What goods shall firm produce? How should firm raise the necessary capital and what shall be its legal form. What technique shall be adopted, and what shall be the scale of operations? Where production is located? How shall its product be distributed? How shall resources be combined? What shall be the size of output?

Q.2 Explain the Law of Demand. Briefly discuss the exception to the Law of demand.

Ans: Demand can be said to be the requirement of a product by consumer (s). It is a multivariate relationship, that is , it is determined by many factors simultaneously, Some of the most important determinants of the market demand for a particular product are its own price, consumer's income, price of other commodities, consumer's tastes, income distribution, total population, consumer's wealth, credit availability, government policies, past level of demand and past level of income. The

traditional theory of demand depends on four of the above determinants that are the price of the commodity, other prices, income and tastes, Demand for a commodity implies:

1. Desire to acquire it, 2. Willingness to pay for it 3. Ability to pay for it

Thus the demand for any commodity is the desire for that commodity backed by the willingness as well as the ability to pay for it and is always defined with reference to a particular time and given values of variables on which it depends.

Demands for a commodity can be grouped into various categories for better understanding of its characteristics. The main categories may be:

A. Demand for consumer goods and producers goods B. Demand for perishable and durable goods C. Derived and autonomous demand D. Firm and Industry demand E. Demand by total market and industry segments

LAW OF DEMAND

A microeconomic law that states that, all other factors being equal, as the price of a good or service increases, consumer demand for the good or service will decrease and vice versa.

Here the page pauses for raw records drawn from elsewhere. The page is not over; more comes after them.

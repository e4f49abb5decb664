// serptrace-store-sqlite/tests/sqlite_store.rs
// ============================================================================
// Module: SQLite Store Tests
// Description: Validate SQLite Storage behavior against the shared contract.
// Dependencies: serptrace-store-sqlite, serptrace-core, tempfile, tokio
// ============================================================================

//! ## Overview
//! Conformance tests for the SQLite-backed [`Storage`] implementation:
//! schema bootstrap, idempotent upsert semantics, the pending-annotations
//! anti-join, annotated-result-view synthesis, and Parquet dataset export.

#![allow(
    clippy::unwrap_used,
    clippy::expect_used,
    clippy::panic,
    reason = "Test-only assertions are permitted."
)]

use chrono::Duration;
use chrono::Utc;
use serptrace_core::identifiers::AnnotationId;
use serptrace_core::identifiers::CrawlRunId;
use serptrace_core::identifiers::EngineId;
use serptrace_core::identifiers::QueryId;
use serptrace_core::identifiers::RunId;
use serptrace_core::identifiers::SearchResultId;
use serptrace_core::model::AnnotationInput;
use serptrace_core::model::CrawlRunInput;
use serptrace_core::model::CrawlRunStatus;
use serptrace_core::model::DatasetFormat;
use serptrace_core::model::DatasetType;
use serptrace_core::model::DomainType;
use serptrace_core::model::FactualConsistency;
use serptrace_core::model::SearchResultInput;
use serptrace_core::storage::AnnotatedResultsFilter;
use serptrace_core::storage::DatasetFilter;
use serptrace_core::storage::ExportDatasetRequest;
use serptrace_core::storage::PendingAnnotationsFilter;
use serptrace_core::storage::Storage;
use serptrace_store_sqlite::SqliteStore;
use serptrace_store_sqlite::SqliteStoreConfig;
use serptrace_store_sqlite::SqliteStoreError;
use tempfile::TempDir;

fn search_result_input(id: &str, query_id: &str, engine: &str, crawl_run_id: Option<&str>) -> SearchResultInput {
    SearchResultInput {
        id: SearchResultId::new(id),
        crawl_run_id: crawl_run_id.map(CrawlRunId::new),
        query_id: QueryId::new(query_id),
        engine: EngineId::new(engine),
        rank: 0,
        title: "title".to_owned(),
        snippet: Some("snippet".to_owned()),
        url: format!("https://example.com/{id}"),
        normalized_url: format!("example.com/{id}"),
        domain: "example.com".to_owned(),
        timestamp: Utc::now(),
        hash: format!("hash-{id}"),
        raw_html_path: None,
    }
}

fn annotation_input(id: &str, search_result_id: &str, query_id: &str, engine: &str) -> AnnotationInput {
    AnnotationInput {
        id: AnnotationId::new(id),
        search_result_id: SearchResultId::new(search_result_id),
        query_id: QueryId::new(query_id),
        engine: EngineId::new(engine),
        domain_type: DomainType::News,
        factual_consistency: FactualConsistency::Aligned,
        confidence: Some(0.9),
        prompt_version: "v1".to_owned(),
        model_id: "model-1".to_owned(),
        extra: None,
    }
}

async fn open_store(dir: &TempDir) -> SqliteStore {
    let path = dir.path().join("store.sqlite3");
    SqliteStore::open(SqliteStoreConfig::new(path.to_string_lossy().into_owned())).expect("store opens")
}

#[tokio::test(flavor = "multi_thread")]
async fn schema_initializes_on_fresh_path() {
    let dir = TempDir::new().unwrap();
    let store = open_store(&dir).await;
    let runs = store.fetch_pipeline_runs(10).await.unwrap();
    assert!(runs.is_empty());
}

#[tokio::test(flavor = "multi_thread")]
async fn reopening_an_existing_database_succeeds() {
    let dir = TempDir::new().unwrap();
    let path = dir.path().join("store.sqlite3");
    {
        let store = SqliteStore::open(SqliteStoreConfig::new(path.to_string_lossy().into_owned())).unwrap();
        store.insert_search_results(&[search_result_input("r1", "q1", "google", None)]).await.unwrap();
    }
    let store = SqliteStore::open(SqliteStoreConfig::new(path.to_string_lossy().into_owned())).unwrap();
    let pending = store.fetch_pending_annotations(&PendingAnnotationsFilter::default()).await.unwrap();
    assert_eq!(pending.len(), 1);
}

#[tokio::test(flavor = "multi_thread")]
async fn upsert_by_id_preserves_created_at() {
    let dir = TempDir::new().unwrap();
    let store = open_store(&dir).await;
    let input = search_result_input("r1", "q1", "google", None);
    store.insert_search_results(&[input.clone()]).await.unwrap();

    let first = store.fetch_pending_annotations(&PendingAnnotationsFilter::default()).await.unwrap();
    let first_created_at = first[0].created_at;

    tokio::time::sleep(std::time::Duration::from_millis(10)).await;
    let mut updated = input;
    updated.title = "updated title".to_owned();
    store.insert_search_results(&[updated]).await.unwrap();

    let second = store.fetch_pending_annotations(&PendingAnnotationsFilter::default()).await.unwrap();
    assert_eq!(second.len(), 1);
    assert_eq!(second[0].title, "updated title");
    assert_eq!(second[0].created_at, first_created_at);
    assert!(second[0].updated_at >= first_created_at);
}

#[tokio::test(flavor = "multi_thread")]
async fn fetch_pending_annotations_excludes_annotated_results() {
    let dir = TempDir::new().unwrap();
    let store = open_store(&dir).await;
    store
        .insert_search_results(&[
            search_result_input("r1", "q1", "google", None),
            search_result_input("r2", "q1", "bing", None),
        ])
        .await
        .unwrap();
    store.insert_annotation_records(&[annotation_input("a1", "r1", "q1", "google")]).await.unwrap();

    let pending = store.fetch_pending_annotations(&PendingAnnotationsFilter::default()).await.unwrap();
    assert_eq!(pending.len(), 1);
    assert_eq!(pending[0].id.as_str(), "r2");
}

#[tokio::test(flavor = "multi_thread")]
async fn annotated_view_links_crawl_run_batch_id() {
    let dir = TempDir::new().unwrap();
    let store = open_store(&dir).await;
    let started_at = Utc::now();
    store
        .record_crawl_runs(&[CrawlRunInput {
            id: CrawlRunId::new("cr1"),
            batch_id: RunId::new("batch-1"),
            query_id: QueryId::new("q1"),
            engine: EngineId::new("google"),
            status: CrawlRunStatus::Completed,
            started_at,
            completed_at: Some(started_at),
            error: None,
            result_count: 1,
        }])
        .await
        .unwrap();
    store.insert_search_results(&[search_result_input("r1", "q1", "google", Some("cr1"))]).await.unwrap();
    store.insert_annotation_records(&[annotation_input("a1", "r1", "q1", "google")]).await.unwrap();

    let views = store.fetch_annotated_results(&AnnotatedResultsFilter::default()).await.unwrap();
    assert_eq!(views.len(), 1);
    assert_eq!(views[0].run_id, "batch-1");
    assert_eq!(views[0].batch_id.as_ref().map(RunId::as_str), Some("batch-1"));
}

#[tokio::test(flavor = "multi_thread")]
async fn annotated_view_synthesizes_run_id_without_crawl_run() {
    let dir = TempDir::new().unwrap();
    let store = open_store(&dir).await;
    store.insert_search_results(&[search_result_input("r1", "q1", "google", None)]).await.unwrap();
    store.insert_annotation_records(&[annotation_input("a1", "r1", "q1", "google")]).await.unwrap();

    let views = store.fetch_annotated_results(&AnnotatedResultsFilter::default()).await.unwrap();
    assert_eq!(views.len(), 1);
    assert!(views[0].run_id.starts_with("q1|"));
    assert!(views[0].batch_id.is_none());
}

#[tokio::test(flavor = "multi_thread")]
async fn export_dataset_writes_parquet_and_records_version() {
    let dir = TempDir::new().unwrap();
    let store = open_store(&dir).await;
    store.insert_search_results(&[search_result_input("r1", "q1", "google", None)]).await.unwrap();

    let output_dir = dir.path().join("exports");
    let request = ExportDatasetRequest {
        dataset_type: DatasetType::SearchResults,
        output_dir: output_dir.to_string_lossy().into_owned(),
        run_id: None,
        format: DatasetFormat::Parquet,
        filters: DatasetFilter::default(),
    };
    let exported = store.export_dataset(&request).await.unwrap();
    assert_eq!(exported.version.record_count, 1);
    assert!(std::path::Path::new(&exported.file_path).exists());

    let pipeline_runs = store.fetch_pipeline_runs(10).await.unwrap();
    assert!(pipeline_runs.is_empty());
}

#[test]
fn open_rejects_empty_path() {
    let err = SqliteStore::open(SqliteStoreConfig::new(String::new())).unwrap_err();
    assert!(matches!(err, SqliteStoreError::Invalid(_)));
}

#[tokio::test(flavor = "multi_thread")]
async fn export_dataset_honors_since_filter() {
    let dir = TempDir::new().unwrap();
    let store = open_store(&dir).await;
    store.insert_search_results(&[search_result_input("r1", "q1", "google", None)]).await.unwrap();

    let request = ExportDatasetRequest {
        dataset_type: DatasetType::SearchResults,
        output_dir: dir.path().join("exports").to_string_lossy().into_owned(),
        run_id: None,
        format: DatasetFormat::Parquet,
        filters: DatasetFilter {
            since: Some(Utc::now() + Duration::days(1)),
            ..DatasetFilter::default()
        },
    };
    let exported = store.export_dataset(&request).await.unwrap();
    assert_eq!(exported.version.record_count, 0);
}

This law summarizes the effect price changes have on consumer behavior. For example, a consumer will purchase more pizzas if the price of pizza falls. The opposite is true if the price of pizza increases.

Q.3 Explain the various components of demand function.

Ans: In economics, aggregate demand is the total demand for goods and services in the economy (Y) during a specific time period. An aggregate demand curve is the sum of individual demand curves. The aggregate demand function is represented as : Yd= C+I+G+Nb.

This function shows that the aggregate demand equal to the sum of consumption (C), Investment (I), Government spending (G) and the Net export (Nb). In fact, many people would ask about the relationship between output and the price level. Does changing prices affect the output? The answer is yes, but many economics books assume that the price level is constant, just to keep the relationships between the economic factors simple. It is often called effective demand. Put another way, it is the demand for the gross domestic product of a country when, and only when, it is in equilibrium (the total new production sold through the market). This demand consists of four major parts, which can be stated in either nominal or "real" terms:

personal consumption expenditures (C) or "consumption," demand by households and unattached individuals; its determination is described by the consumption function. The consumption function is C= a + (mpc)(Y-T) a is autonomous consumption, mpc is the marginal propensity to consume, (Y-T) is the disposable income. Gross private domestic investment (I), demand by business firms and some individuals, for new factories, machinery, computer software, housing, other structures, and inventories. In addition, Investment is effected by the output and the interest rate (i). Consequently, we can write it as I(Y,i). Investment has positive relationship with the output and negative relationship with the interest rate. For example, when Y goes up, the investment will increase. gross government investment and consumption expenditures (G). net exports (Nb and sometimes (b-M)), i.e., net demand by the rest of the world for the country's output.

In Keynesian economics, not all of gross private domestic investment counts as part of aggregate demand. Much or most of the investment in inventories can be due to a short-fall in demand (unplanned inventory accumulation or "general over-production"). (Inventory accumulation would correspond to an excess supply of products; in the National Income and Product Accounts, it is treated as a purchase by its producer.) Thus, only the planned or intended or desired part of investment (Ip) is counted as part of aggregate demand.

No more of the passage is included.